O título, creio eu, não vai ter nada a ver com as paçocas que irei escrever desse ponto em diante, mas como a forma – e o contexto – que tais palavras foram pronunciadas aqui nesse meu quarto republicano me soaram perfeitas para um título de post, mesmo não fazendo muito sentido, irei colocar esse mesmo.
Já faz pelo menos uma semana que estou ensaiando algo para postar no blog, porém, a velocidade alucinante com que os pensamentos vêm da mesma forma que vão não me permitiu gravar na mente todas as viagens que andam passando pela minha cabeça. De uma forma geral, andei me machucando física e psicologicamente nos últimos dias, o que me fez parar para pensar o porquê de tal tortura. O machucado físico foi um acidente, bem dolorido por sinal, que ninguém poderia prever. Fiquei perdendo meu precioso sangue pelo calcanhar durante grande parte de uma balada, e o que me consola é que pelo menos na hora eu nem senti nada, graças aos efeitos anestésicos do famoso álcool. O machucado psicológico também teve a participação do dito cujo do álcool, só que dessa vez ele anestesiou o bom senso e a razão, me deixando completamente indefesa contra as minhas besteiras cotidianas. É fato que o final de semana foi uma merda.
E quando eu pensei que a semana iria me ocupar com coisas mais úteis que me fizessem esquecer dos problemas álcool-baladistícos, eis que eu estava certa em uma coisa. Realmente fui ocupada com muitas outras coisas, mas estas não conseguiram fazer com que meus devaneios cessassem. Fui tomada por um nível de abstração elevado nos últimos tempos, e está me custando um bom esforço para retornar meus pés o mais perto do chão possível.

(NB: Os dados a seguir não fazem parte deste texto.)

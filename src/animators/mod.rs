//! Per-element reactions: each element kind turns phase changes into tween
//! requests, and the idle kinds run procedural motion while their flag holds.

pub mod center_dot;
pub mod logo;
pub mod orbit;
pub mod points;

use bevy::prelude::*;

use crate::animation::tween::advance_tweens;
use crate::core::system::system_order::SequenceSet;

pub struct AnimatorsPlugin;

impl Plugin for AnimatorsPlugin {
    fn build(&self, app: &mut App) {
        app.add_systems(
            Update,
            (
                points::react_scatter_points,
                points::react_sphere_group,
                orbit::react_orbit_dots,
                center_dot::react_center_dot,
                logo::react_logo_dots,
                logo::react_connector_lines,
            )
                .in_set(SequenceSet::React),
        )
        .add_systems(
            Update,
            (points::float_scatter_points, orbit::orbit_dots)
                .in_set(SequenceSet::Animate)
                .before(advance_tweens),
        );
    }
}
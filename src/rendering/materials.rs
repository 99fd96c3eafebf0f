use bevy::prelude::*;
use std::collections::HashMap;

use crate::animation::Animated;
use crate::core::components::{Visual, VisualShape};

/// Shape identity for mesh sharing; floats keyed by bit pattern.
#[derive(Debug, Clone, Copy, PartialEq, Eq, Hash)]
enum MeshKey {
    Sphere { radius: u32, sectors: u32, stacks: u32 },
    Bar([u32; 3]),
}

impl From<VisualShape> for MeshKey {
    fn from(shape: VisualShape) -> Self {
        match shape {
            VisualShape::Sphere {
                radius,
                sectors,
                stacks,
            } => MeshKey::Sphere {
                radius: radius.to_bits(),
                sectors,
                stacks,
            },
            VisualShape::Bar { size } => MeshKey::Bar(size.to_array().map(f32::to_bits)),
        }
    }
}

#[derive(Resource, Default)]
pub struct ElementMeshes(HashMap<MeshKey, Handle<Mesh>>);

impl ElementMeshes {
    fn get_or_build(&mut self, shape: VisualShape, meshes: &mut Assets<Mesh>) -> Handle<Mesh> {
        self.0
            .entry(MeshKey::from(shape))
            .or_insert_with(|| match shape {
                VisualShape::Sphere {
                    radius,
                    sectors,
                    stacks,
                } => meshes.add(Sphere::new(radius).mesh().uv(sectors, stacks)),
                VisualShape::Bar { size } => meshes.add(Cuboid::from_size(size)),
            })
            .clone()
    }
}

/// Last color pushed to an element's material.
#[derive(Component, Debug, Clone, Copy, PartialEq)]
pub struct AppliedTint(pub LinearRgba);

fn tint_of(animated: &Animated) -> LinearRgba {
    let v = animated.values();
    LinearRgba {
        alpha: v.opacity.clamp(0.0, 1.0),
        ..v.color
    }
}

/// Give every new element its mesh and an own material (opacity is per element).
pub fn attach_element_visuals(
    mut commands: Commands,
    mut meshes: ResMut<Assets<Mesh>>,
    mut materials: ResMut<Assets<StandardMaterial>>,
    mut cache: ResMut<ElementMeshes>,
    q: Query<(Entity, &Visual, &Animated), Added<Visual>>,
) {
    for (entity, visual, animated) in &q {
        let tint = tint_of(animated);
        let material = materials.add(StandardMaterial {
            base_color: Color::LinearRgba(tint),
            alpha_mode: AlphaMode::Blend,
            unlit: !visual.lit,
            perceptual_roughness: 0.6,
            ..default()
        });
        commands.entity(entity).insert((
            Mesh3d(cache.get_or_build(visual.shape, &mut meshes)),
            MeshMaterial3d(material),
            AppliedTint(tint),
        ));
    }
}

pub fn sync_element_tints(
    mut materials: ResMut<Assets<StandardMaterial>>,
    mut q: Query<
        (&Animated, &MeshMaterial3d<StandardMaterial>, &mut AppliedTint),
        Changed<Animated>,
    >,
) {
    for (animated, material, mut applied) in &mut q {
        let tint = tint_of(animated);
        if applied.0 == tint {
            continue;
        }
        if let Some(mat) = materials.get_mut(&material.0) {
            mat.base_color = Color::LinearRgba(tint);
            applied.0 = tint;
        }
    }
}

#[cfg(test)]
mod tests {
    use super::*;
    use crate::animation::AnimValues;

    #[test]
    fn identical_shapes_share_a_key() {
        let a = VisualShape::Sphere {
            radius: 0.2,
            sectors: 32,
            stacks: 16,
        };
        let b = VisualShape::Sphere {
            radius: 0.2,
            sectors: 32,
            stacks: 16,
        };
        let c = VisualShape::Bar {
            size: Vec3::new(0.1, 0.01, 0.1),
        };
        assert_eq!(MeshKey::from(a), MeshKey::from(b));
        assert_ne!(MeshKey::from(a), MeshKey::from(c));
    }

    #[test]
    fn tint_carries_clamped_opacity() {
        let mut values = AnimValues::default().with_color(Color::srgb(0.0, 0.0, 1.0));
        values.opacity = 1.3;
        let tint = tint_of(&Animated::new(values));
        assert_eq!(tint.alpha, 1.0);
        assert_eq!(tint.blue, 1.0);
        let tint = tint_of(&Animated::new(values.with_opacity(0.25)));
        assert_eq!(tint.alpha, 0.25);
    }
}
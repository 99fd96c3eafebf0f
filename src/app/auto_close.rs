// Exits the app after `window.autoClose` seconds (RON key) when positive.
// 0.0 (default) => disabled.

use bevy::prelude::*;

use crate::core::config::SceneConfig;

#[derive(Resource, Deref, DerefMut)]
pub struct AutoCloseTimer(Timer);

pub struct AutoClosePlugin;

impl Plugin for AutoClosePlugin {
    fn build(&self, app: &mut App) {
        app.add_systems(Startup, setup_autoclose)
            .add_systems(Update, check_autoclose);
    }
}

fn setup_autoclose(mut commands: Commands, cfg: Res<SceneConfig>) {
    let secs = cfg.window.auto_close;
    if secs > 0.0 {
        info!(seconds = secs, "AutoClose: will exit after {secs} seconds");
        commands.insert_resource(AutoCloseTimer(Timer::from_seconds(secs, TimerMode::Once)));
    }
}

fn check_autoclose(
    time: Res<Time>,
    timer: Option<ResMut<AutoCloseTimer>>,
    mut ev_exit: EventWriter<AppExit>,
) {
    let Some(mut t) = timer else {
        return;
    };
    if t.tick(time.delta()).just_finished() {
        info!("AutoClose: timer finished, requesting app exit");
        ev_exit.write(AppExit::Success);
    }
}
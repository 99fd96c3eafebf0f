use bevy::prelude::*;

/// Point of the dot sphere (child of [`SphereGroup`]).
#[derive(Component, Debug, Clone, Copy, PartialEq)]
pub struct ScatterPoint {
    /// Randomized start position; resets always return here.
    pub scatter: Vec3,
    /// Position on the sphere grid.
    pub sphere: Vec3,
    /// Scale while scattered.
    pub scale: f32,
    /// Signed spin about the group's y axis (rad/s) while floating.
    pub float_speed: f32,
}

/// Parent of all scatter points; carries the sphere rotation.
#[derive(Component, Debug, Default)]
pub struct SphereGroup;

/// Dot circling the z axis while the scene idles.
#[derive(Component, Debug, Clone, Copy, PartialEq)]
pub struct OrbitDot {
    pub base: Vec3,
    /// Signed angular speed about z (rad/s).
    pub speed: f32,
    /// Accumulated orbit angle; restarts at 0 on reset.
    pub angle: f32,
}

/// The big dot that grows behind the sphere and seeds the logo.
#[derive(Component, Debug, Default)]
pub struct CenterDot;

#[derive(Component, Debug, Clone, Copy, PartialEq)]
pub struct LogoDot {
    pub id: u8,
    pub origin: Vec3,
    pub target: Vec3,
    pub accent: bool,
}

#[derive(Debug, Clone, Copy, PartialEq, Eq, Hash)]
pub enum LineStage {
    First,
    Second,
}

/// Connector bar between two logo dots (indices into the glyph table).
#[derive(Component, Debug, Clone, Copy, PartialEq)]
pub struct ConnectorLine {
    pub stage: LineStage,
    pub from: usize,
    pub to: usize,
}

/// Rotation applied underneath the animated y rotation.
#[derive(Component, Debug, Clone, Copy, Deref)]
pub struct FixedRotation(pub Quat);

#[derive(Debug, Clone, Copy, PartialEq)]
pub enum VisualShape {
    Sphere { radius: f32, sectors: u32, stacks: u32 },
    Bar { size: Vec3 },
}

/// What the renderer should attach to an element.
#[derive(Component, Debug, Clone, Copy, PartialEq)]
pub struct Visual {
    pub shape: VisualShape,
    /// Unlit elements render their flat color.
    pub lit: bool,
}
// This file is part of Logo Sphere.
// Copyright (C) 2025 Adam and contributors
// SPDX-License-Identifier: GPL-3.0-or-later

use bevy::prelude::*;

use crate::animation::TweenPlugin;
use crate::animators::AnimatorsPlugin;
use crate::app::auto_close::AutoClosePlugin;
use crate::core::system::system_order::SequenceSet;
use crate::debug::DebugPlugin;
use crate::rendering::RenderingPlugin;
use crate::scene::ScenePlugin;
use crate::sequence::SequencePlugin;

/// Everything that drives the animation; runs headless under `MinimalPlugins`.
pub struct SequenceCorePlugin;

impl Plugin for SequenceCorePlugin {
    fn build(&self, app: &mut App) {
        app.configure_sets(
            Update,
            (
                SequenceSet::Drive,
                SequenceSet::React,
                SequenceSet::Animate,
                SequenceSet::Apply,
            )
                .chain(),
        )
        .add_plugins((TweenPlugin, SequencePlugin, AnimatorsPlugin, ScenePlugin));
    }
}

pub struct LogoSpherePlugin;

impl Plugin for LogoSpherePlugin {
    fn build(&self, app: &mut App) {
        app.add_plugins((
            SequenceCorePlugin,
            RenderingPlugin,
            AutoClosePlugin,
            DebugPlugin,
        ));
    }
}
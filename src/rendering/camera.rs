use bevy::pbr::{DistanceFog, FogFalloff};
use bevy::prelude::*;

use crate::core::config::{config::parse_hex, SceneConfig};

pub struct CameraPlugin;

impl Plugin for CameraPlugin {
    fn build(&self, app: &mut App) {
        app.add_systems(Startup, setup_camera);
    }
}

fn setup_camera(mut commands: Commands, cfg: Res<SceneConfig>) {
    let cam = &cfg.camera;
    let fog_color = parse_hex(&cam.fog_color).unwrap_or(Color::srgb_u8(0x20, 0x20, 0x25));
    commands.insert_resource(ClearColor(fog_color));
    commands.insert_resource(AmbientLight {
        color: Color::WHITE,
        brightness: cam.ambient_brightness,
        ..default()
    });
    commands.spawn((
        Name::new("MainCamera"),
        Camera3d::default(),
        Projection::Perspective(PerspectiveProjection {
            fov: cam.fov_degrees.to_radians(),
            ..default()
        }),
        Transform::from_xyz(0.0, 0.0, cam.distance).looking_at(Vec3::ZERO, Vec3::Y),
        DistanceFog {
            color: fog_color,
            falloff: FogFalloff::Linear {
                start: cam.fog_start,
                end: cam.fog_end,
            },
            ..default()
        },
    ));
    commands.spawn((
        Name::new("KeyLight"),
        PointLight {
            intensity: cam.point_light_intensity,
            range: cam.distance * 4.0,
            shadows_enabled: false,
            ..default()
        },
        Transform::from_translation(Vec3::from_array(cam.point_light_position)),
    ));
}
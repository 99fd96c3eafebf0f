use bevy::prelude::*;

use crate::animation::{Animated, TweenRequest, TweenTarget};
use crate::core::components::OrbitDot;
use crate::core::config::SceneConfig;
use crate::sequence::{Phase, PhaseChanged, PhaseStore};

pub fn react_orbit_dots(
    mut changes: EventReader<PhaseChanged>,
    cfg: Res<SceneConfig>,
    mut q: Query<(&mut OrbitDot, &mut Animated)>,
) {
    let t = &cfg.timing;
    for change in changes.read() {
        for (mut orbit, mut animated) in &mut q {
            match change.to {
                // collapse onto the z axis and fade out
                Phase::Combine => animated.start(TweenRequest::new(
                    TweenTarget::default()
                        .translation(Vec3::new(0.0, 0.0, orbit.base.z))
                        .opacity(0.0),
                    t.orbit_collapse,
                )),
                Phase::ResetAll => {
                    orbit.angle = 0.0;
                    animated.start(
                        TweenRequest::new(
                            TweenTarget::default().translation(orbit.base).opacity(1.0),
                            t.orbit_reset,
                        )
                        .reporting(Phase::ResetAll),
                    );
                }
                _ => {}
            }
        }
    }
}

pub fn orbit_dots(
    time: Res<Time>,
    store: Res<PhaseStore>,
    mut q: Query<(&mut OrbitDot, &mut Animated)>,
) {
    if !store.flags().blue_ball_animation {
        return;
    }
    let dt = time.delta_secs();
    for (mut orbit, mut animated) in &mut q {
        if animated.is_tweening() {
            continue;
        }
        orbit.angle += orbit.speed * dt;
        animated.values_mut().translation = Quat::from_rotation_z(orbit.angle) * orbit.base;
    }
}
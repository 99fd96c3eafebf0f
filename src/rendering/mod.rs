//! Window-side presentation: camera, lights, fog, and per-element materials.
//! Nothing here feeds back into the sequence.

pub mod camera;
pub mod materials;

use bevy::prelude::*;

use crate::core::system::system_order::SequenceSet;

pub struct RenderingPlugin;

impl Plugin for RenderingPlugin {
    fn build(&self, app: &mut App) {
        app.init_resource::<materials::ElementMeshes>()
            .add_plugins(camera::CameraPlugin)
            .add_systems(
                Update,
                (
                    materials::attach_element_visuals,
                    materials::sync_element_tints,
                )
                    .chain()
                    .in_set(SequenceSet::Apply),
            );
    }
}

O negócio é o seguinte então: não liguem se eu parecer desconexa, disser frases aleatórias, ficar com cara de paisagem (ou de merda) durante o dia inteiro. Estou tendo bad days seguidos, minha auto-estima resolveu passear por aí e me esqueceu pra trás e os neurônios se recusam a seguir qualquer raciocínio lógico. A lua não anda na fase de melhor influência pra essa criatura que vos escreve.
ps¹: a palavra merda não existe no dicionário do meu word, portanto, acabei de adiciona-la, porque a merda faz parte do meu vocabulário – e acontecimentos – diários.
ps²: “a consciência é a parte da psique que se dissolve no álcool.”
ps³: o título realmente não teve nada a ver com a paçoca, considerando que ele surgiu de uma piada interna de humor negro-vingativo.